Background: Atherosclerosis is a chronic inflammatory disease that has its origins in childhood. The goal of this study was to explore the relationships of hematologic inflammatory markers to body mass, biochemical inflammatory markers and cardiometabolic risk factors.

Methods: Healthy, white, non-Hispanic identifying adolescents (n = 75, age 12 to 18 years) were enrolled. Measures studied included body mass index percentile (BMI%), neutrophil and platelet to lymphocyte ratio (NLR, PLR), pan immune inflammation value (PIV), lipids, augmentation index, reactive hyperemia, inflammatory markers (interleukin 6: IL6, c-reactive protein: CRP), complement (C3, C3a, C4, C4a, C5a) insulin secretion and insulin sensitivity (oral glucose tolerance test: Matusda index, and disposition index (DI)).

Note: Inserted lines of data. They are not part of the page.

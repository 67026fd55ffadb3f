//! Logging utilities
//!
//! Provides logging configuration and helpers.

use tracing::Level;
use tracing_subscriber::EnvFilter;

/// Log level configuration
#[derive(Clone, Copy, Debug, PartialEq, Eq)]
pub enum LogLevel {
    Trace,
    Debug,
    Info,
    Warn,
    Error,
}

impl LogLevel {
    pub fn to_tracing_level(self) -> Level {
        match self {
            LogLevel::Trace => Level::TRACE,
            LogLevel::Debug => Level::DEBUG,
            LogLevel::Info => Level::INFO,
            LogLevel::Warn => Level::WARN,
            LogLevel::Error => Level::ERROR,
        }
    }

    pub fn from_str(s: &str) -> Option<Self> {
        match s.to_lowercase().as_str() {
            "trace" => Some(LogLevel::Trace),
            "debug" => Some(LogLevel::Debug),
            "info" => Some(LogLevel::Info),
            "warn" | "warning" => Some(LogLevel::Warn),
            "error" => Some(LogLevel::Error),
            _ => None,
        }
    }
}

/// Initialize the logger with specified level.
///
/// Logs go to stderr: stdout carries progress glyphs and reports. A
/// `LOUPE_LOG` directive replaces the level-based filter entirely.
pub fn init_logger(level: LogLevel, directive: Option<&str>) {
    let filter = match directive {
        Some(directive) => EnvFilter::new(directive),
        None => EnvFilter::new(format!("loupe={}", level.to_tracing_level())),
    };

    let _ = tracing_subscriber::fmt()
        .with_env_filter(filter)
        .with_target(false)
        .with_writer(std::io::stderr)
        .compact()
        .try_init();
}

#[cfg(test)]
mod tests {
    use super::*;

    #[test]
    fn test_log_level_from_str() {
        assert_eq!(LogLevel::from_str("info"), Some(LogLevel::Info));
        assert_eq!(LogLevel::from_str("DEBUG"), Some(LogLevel::Debug));
        assert_eq!(LogLevel::from_str("unknown"), None);
    }

    #[test]
    fn test_to_tracing_level() {
        assert_eq!(LogLevel::Warn.to_tracing_level(), Level::WARN);
    }
}
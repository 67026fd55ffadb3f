//! Terminal colors
//!
//! Wraps text in ANSI escape sequences when enabled.

use regex::Regex;
use serde::{Deserialize, Serialize};
use std::fmt::Display;
use std::sync::OnceLock;

/// The closed set of colors the reporters use
#[derive(Clone, Copy, Debug, PartialEq, Eq)]
pub enum ColorName {
    Red,
    Green,
    Yellow,
}

impl ColorName {
    fn code(self) -> &'static str {
        match self {
            ColorName::Red => "31",
            ColorName::Green => "32",
            ColorName::Yellow => "33",
        }
    }
}

/// Stateless color formatter
#[derive(Clone, Copy, Debug, Default, PartialEq, Eq, Serialize, Deserialize)]
pub struct Color {
    enabled: bool,
}

impl Color {
    pub fn new(enabled: bool) -> Self {
        Self { enabled }
    }

    pub fn is_enabled(&self) -> bool {
        self.enabled
    }

    /// Paint `text` with `color`, or return it untouched when disabled
    pub fn paint(&self, text: impl Display, color: ColorName) -> String {
        if self.enabled {
            format!("\x1b[1;{}m{}\x1b[0m", color.code(), text)
        } else {
            text.to_string()
        }
    }
}

/// Remove the escape sequences produced by [`Color::paint`]
pub fn strip(text: &str) -> String {
    static ANSI: OnceLock<Regex> = OnceLock::new();
    let ansi = ANSI.get_or_init(|| Regex::new(r"\x1b\[\d;\d{2}m|\x1b\[0m").expect("valid ANSI pattern"));
    ansi.replace_all(text, "").into_owned()
}

#[cfg(test)]
mod tests {
    use super::*;

    #[test]
    fn test_disabled_color_is_identity() {
        let color = Color::new(false);
        assert_eq!(color.paint("text", ColorName::Red), "text");
    }

    #[test]
    fn test_enabled_color_wraps_text() {
        let color = Color::new(true);
        assert_eq!(color.paint("ok", ColorName::Green), "\x1b[1;32mok\x1b[0m");
        assert_eq!(color.paint(42, ColorName::Yellow), "\x1b[1;33m42\x1b[0m");
    }

    #[test]
    fn test_strip_removes_escapes() {
        let painted = Color::new(true).paint("boom", ColorName::Red);
        assert_eq!(strip(&format!("Expected {painted}.")), "Expected boom.");
    }
}
//! CLI argument parsing
//!
//! Defines the command-line interface using clap and drives one run from
//! parsed arguments to an exit status.

use anyhow::{Context, Result};
use clap::Parser;
use std::io::{self, Write};
use std::path::PathBuf;
use std::sync::Arc;
use tracing::{debug, info};

use crate::case::{Registry, Selector};
use crate::config::{AppConfig, ConfigFile, EnvConfig, Options, Strategy};
use crate::executor::{self, WorkItem};
use crate::models::Reporter;
use crate::output::{CommandRerunner, OutputFormat, Pager, SummaryFormatter};
use crate::utils::{init_logger, LogLevel, Timer};

/// Parallel test runner with an interactive failure pager
#[derive(Parser, Debug)]
#[command(name = "loupe")]
#[command(version)]
#[command(about = "Run registered test classes in parallel and page through failures")]
#[command(long_about = None)]
pub struct Args {
    /// Test files to run, optionally as `path:line`
    pub files: Vec<String>,

    /// Force colored output
    #[arg(long, overrides_with = "no_color")]
    pub color: bool,

    /// Disable colored output
    #[arg(long)]
    pub no_color: bool,

    /// Page through failures after the run
    #[arg(short, long, overrides_with = "plain")]
    pub interactive: bool,

    /// Print a plain summary instead of paging
    #[arg(short, long)]
    pub plain: bool,

    /// Editor the pager opens failures in
    #[arg(short, long)]
    pub editor: Option<String>,

    /// Run tests in worker processes instead of worker tasks
    #[arg(long)]
    pub processes: bool,

    /// Maximum number of workers
    #[arg(short, long)]
    pub workers: Option<usize>,

    /// Shuffle seed, to reproduce an execution order
    #[arg(short, long)]
    pub seed: Option<u64>,

    /// Summary format (plain, json)
    #[arg(short, long)]
    pub format: Option<String>,

    /// Configuration file
    #[arg(short, long)]
    pub config: Option<PathBuf>,

    /// Enable verbose output
    #[arg(short, long)]
    pub verbose: bool,

    /// List registered test classes and exit
    #[arg(short, long)]
    pub list: bool,

    /// Serve as a worker for the queue at this socket
    #[arg(long, hide = true)]
    pub worker: Option<PathBuf>,

    /// Run a single `Class::method` and print its JSON report
    #[arg(long, hide = true)]
    pub only: Option<String>,
}

impl Args {
    /// The config file named by `--config` or `LOUPE_CONFIG`, else the
    /// first one found in the standard locations
    pub fn config(&self, env: &EnvConfig) -> Result<ConfigFile> {
        let path = self
            .config
            .clone()
            .or_else(|| env.config_file.as_ref().map(PathBuf::from));
        match path {
            Some(path) => ConfigFile::load(path),
            None => ConfigFile::load_default(),
        }
    }

    /// Resolve options: config file, then `LOUPE_*`, then flags
    pub fn options(&self, env: &EnvConfig, config: &ConfigFile) -> Result<Options> {
        if env.has_any() {
            debug!("Applying LOUPE_* environment overrides");
        }
        let mut options = Options::from_config(&config.app).apply_env(env);

        if self.color {
            options.color = true;
        }
        if self.no_color {
            options.color = false;
        }
        if self.interactive {
            options.interactive = true;
        }
        if self.plain {
            options.interactive = false;
        }
        if self.editor.is_some() {
            options.editor = self.editor.clone();
        }
        if self.processes {
            options.strategy = Strategy::Processes;
        }
        if let Some(workers) = self.workers {
            anyhow::ensure!(workers > 0, "--workers must be at least 1");
            options.workers = Some(workers);
        }
        if self.seed.is_some() {
            options.seed = self.seed;
        }
        if let Some(format) = &self.format {
            options.format = OutputFormat::from_str(format)
                .ok_or_else(|| anyhow::anyhow!("Unknown format: {format}"))?;
        }

        Ok(options)
    }

    /// `--verbose`, then a level name in `LOUPE_LOG`, then the config file
    fn log_level(&self, env: &EnvConfig, config: &AppConfig) -> LogLevel {
        if self.verbose {
            return LogLevel::Debug;
        }
        env.log
            .as_deref()
            .and_then(LogLevel::from_str)
            .or_else(|| LogLevel::from_str(&config.log_level))
            .unwrap_or(LogLevel::Warn)
    }

    fn selectors(&self) -> Result<Vec<Selector>> {
        self.files
            .iter()
            .map(|file| file.parse::<Selector>().map_err(Into::into))
            .collect()
    }
}

/// Execute one invocation and return the process exit status
pub async fn run(args: Args, mut registry: Registry) -> Result<i32> {
    let env = EnvConfig::load();
    // A level name in LOUPE_LOG is handled by `log_level`; anything else is
    // a filter directive
    let directive = env
        .log
        .as_deref()
        .filter(|log| LogLevel::from_str(log).is_none());
    let config = args.config(&env)?;
    init_logger(args.log_level(&env, &config.app), directive);

    let options = args.options(&env, &config)?;
    debug!("Resolved options: {:?}", options);

    if let Some(socket) = args.worker.clone() {
        tokio::task::spawn_blocking(move || executor::run_worker(&socket, &registry, &options))
            .await
            .context("Worker task failed")??;
        return Ok(0);
    }

    if let Some(only) = &args.only {
        return run_only(only, &registry, options);
    }

    if args.list {
        list_classes(&registry);
        return Ok(0);
    }

    registry.select(&args.selectors()?);
    let (reporter, timer) = executor::run(Arc::new(registry), &options).await?;

    if options.use_pager() && reporter.failure_count() > 0 {
        info!("Opening pager for {} failures", reporter.failure_count());
        let rerunner = CommandRerunner::new(options.rerun_command.clone())?;
        let pager = Pager::new(
            reporter,
            timer.elapsed_secs(),
            options.color(),
            options.editor.clone(),
            Box::new(rerunner),
        );
        let reporter = tokio::task::spawn_blocking(move || pager.run())
            .await
            .context("Pager task failed")??;
        return Ok(reporter.exit_status());
    }

    SummaryFormatter::new(options.format).write_summary(&mut io::stdout(), &reporter, &timer)?;
    Ok(reporter.exit_status())
}

fn run_only(only: &str, registry: &Registry, mut options: Options) -> Result<i32> {
    let item: WorkItem = only.parse()?;
    options.format = OutputFormat::Json;

    let timer = Timer::start(only);
    let reporter = executor::execute(registry, &item, &options);
    write_only_report(&mut io::stdout(), &reporter, &timer)?;
    Ok(reporter.exit_status())
}

/// The report goes on a line of its own after whatever the test printed
fn write_only_report(out: &mut impl Write, reporter: &Reporter, timer: &Timer) -> Result<()> {
    out.write_all(b"\n")?;
    SummaryFormatter::new(OutputFormat::Json).write_summary(out, reporter, timer)
}

fn list_classes(registry: &Registry) {
    for (class, _) in registry.classes() {
        println!("{} ({})", class.name(), class.file());
        for method in class.test_list() {
            println!("  {:40} line {}", method.name(), method.line());
        }
    }
}

#[cfg(test)]
mod tests {
    use super::*;

    #[test]
    fn test_args_parsing() {
        let args = Args::parse_from([
            "loupe",
            "tests/smoke.rs:12",
            "tests/other.rs",
            "--plain",
            "--workers",
            "3",
            "--seed",
            "42",
        ]);
        assert_eq!(args.files, vec!["tests/smoke.rs:12", "tests/other.rs"]);
        assert!(args.plain);
        assert_eq!(args.workers, Some(3));
        assert_eq!(args.seed, Some(42));

        let selectors = args.selectors().unwrap();
        assert_eq!(selectors[0].line, Some(12));
        assert_eq!(selectors[1].line, None);
    }

    #[test]
    fn test_hidden_worker_flags() {
        let args = Args::parse_from([
            "loupe",
            "--worker",
            "/tmp/loupe.sock",
            "--no-color",
            "--format",
            "json",
        ]);
        assert_eq!(args.worker, Some(PathBuf::from("/tmp/loupe.sock")));
        assert!(args.no_color);

        let args = Args::parse_from(["loupe", "--only", "SmokeTest::test_a"]);
        assert_eq!(args.only.as_deref(), Some("SmokeTest::test_a"));
    }

    #[test]
    fn test_flags_override_config() {
        let dir = tempfile::TempDir::new().unwrap();
        let path = dir.path().join("loupe.yaml");
        std::fs::write(
            &path,
            "version: \"1.0\"\napp:\n  color: true\n  workers: 8\n  editor: vim\n",
        )
        .unwrap();

        let args = Args::parse_from([
            "loupe",
            "--config",
            path.to_str().unwrap(),
            "--no-color",
            "--processes",
            "--format",
            "json",
            "-w",
            "2",
        ]);
        let env = EnvConfig::default();
        let options = args.options(&env, &args.config(&env).unwrap()).unwrap();
        assert!(!options.color);
        assert_eq!(options.workers, Some(2));
        assert_eq!(options.strategy, Strategy::Processes);
        assert_eq!(options.format, OutputFormat::Json);
        assert_eq!(options.editor.as_deref(), Some("vim"));
    }

    #[test]
    fn test_invalid_flags() {
        let args = Args::parse_from(["loupe", "--format", "table"]);
        let dir = tempfile::TempDir::new().unwrap();
        let path = dir.path().join("loupe.json");
        std::fs::write(&path, "{}").unwrap();
        let env = EnvConfig {
            config_file: Some(path.display().to_string()),
            ..Default::default()
        };
        let config = args.config(&env).unwrap();
        assert!(args.options(&env, &config).is_err());
        assert!(Args::parse_from(["loupe", "tests/a.rs:"]).selectors().is_err());
    }

    #[test]
    fn test_log_level() {
        let defaults = AppConfig::default();
        let args = Args::parse_from(["loupe", "-v"]);
        assert_eq!(args.log_level(&EnvConfig::default(), &defaults), LogLevel::Debug);

        let args = Args::parse_from(["loupe"]);
        let env = EnvConfig {
            log: Some("info".to_string()),
            ..Default::default()
        };
        assert_eq!(args.log_level(&env, &defaults), LogLevel::Info);
        assert_eq!(args.log_level(&EnvConfig::default(), &defaults), LogLevel::Warn);
    }

    #[test]
    fn test_log_level_from_config_file() {
        let dir = tempfile::TempDir::new().unwrap();
        let path = dir.path().join("loupe.yaml");
        std::fs::write(&path, "app:\n  log_level: debug\n").unwrap();

        let args = Args::parse_from(["loupe", "--config", path.to_str().unwrap()]);
        let config = args.config(&EnvConfig::default()).unwrap();
        assert_eq!(args.log_level(&EnvConfig::default(), &config.app), LogLevel::Debug);

        // LOUPE_LOG still wins over the file
        let env = EnvConfig {
            log: Some("error".to_string()),
            ..Default::default()
        };
        assert_eq!(args.log_level(&env, &config.app), LogLevel::Error);
    }

    #[test]
    fn test_only_report_follows_unterminated_output() {
        let mut reporter = Reporter::new();
        reporter.increment_test_count();
        reporter.increment_success_count();

        let mut stdout = b"printed without a newline".to_vec();
        write_only_report(&mut stdout, &reporter, &Timer::start("only")).unwrap();

        let parsed = crate::output::pager::parse_rerun_output(&stdout).unwrap();
        assert_eq!(parsed.test_count(), 1);
        assert_eq!(parsed.success_count(), 1);
    }
}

Results: NLR (r = 0.31, p < 0.01), PLR (r = 0.32, p < 0.01), PIV (r = 0.32, p < 0.01) and CRP (r = 0.51, p < 0.001) all positively correlated with BMI% but IL-6 did not. NLR, PLR and PIV all positively correlated with each other. NLR correlated with the reactive hyperemia response (r = 0.29, p < 0.02) but this relationship was lost when BMI% was included. NLR positively correlated with C3a, C4, CRP and IL6 even when BMI% was included.

Conclusion: In healthy adolescents hematologic markers of inflammation increase with increasing body mass and neutrocyte to lymphocyte ratio is associated with increased complement and inflammatory markers independent of obesity.

Impact Statement: Hematologic and biochemical markers of inflammation increase with increased body mass in healthy adolescents. Hematologic and biochemical markers of inflammation are positively related independent of body mass in healthy adolescents. Hematologic inflammatory markers are not related to markers of cardiometabolic risk in healthy adolescents.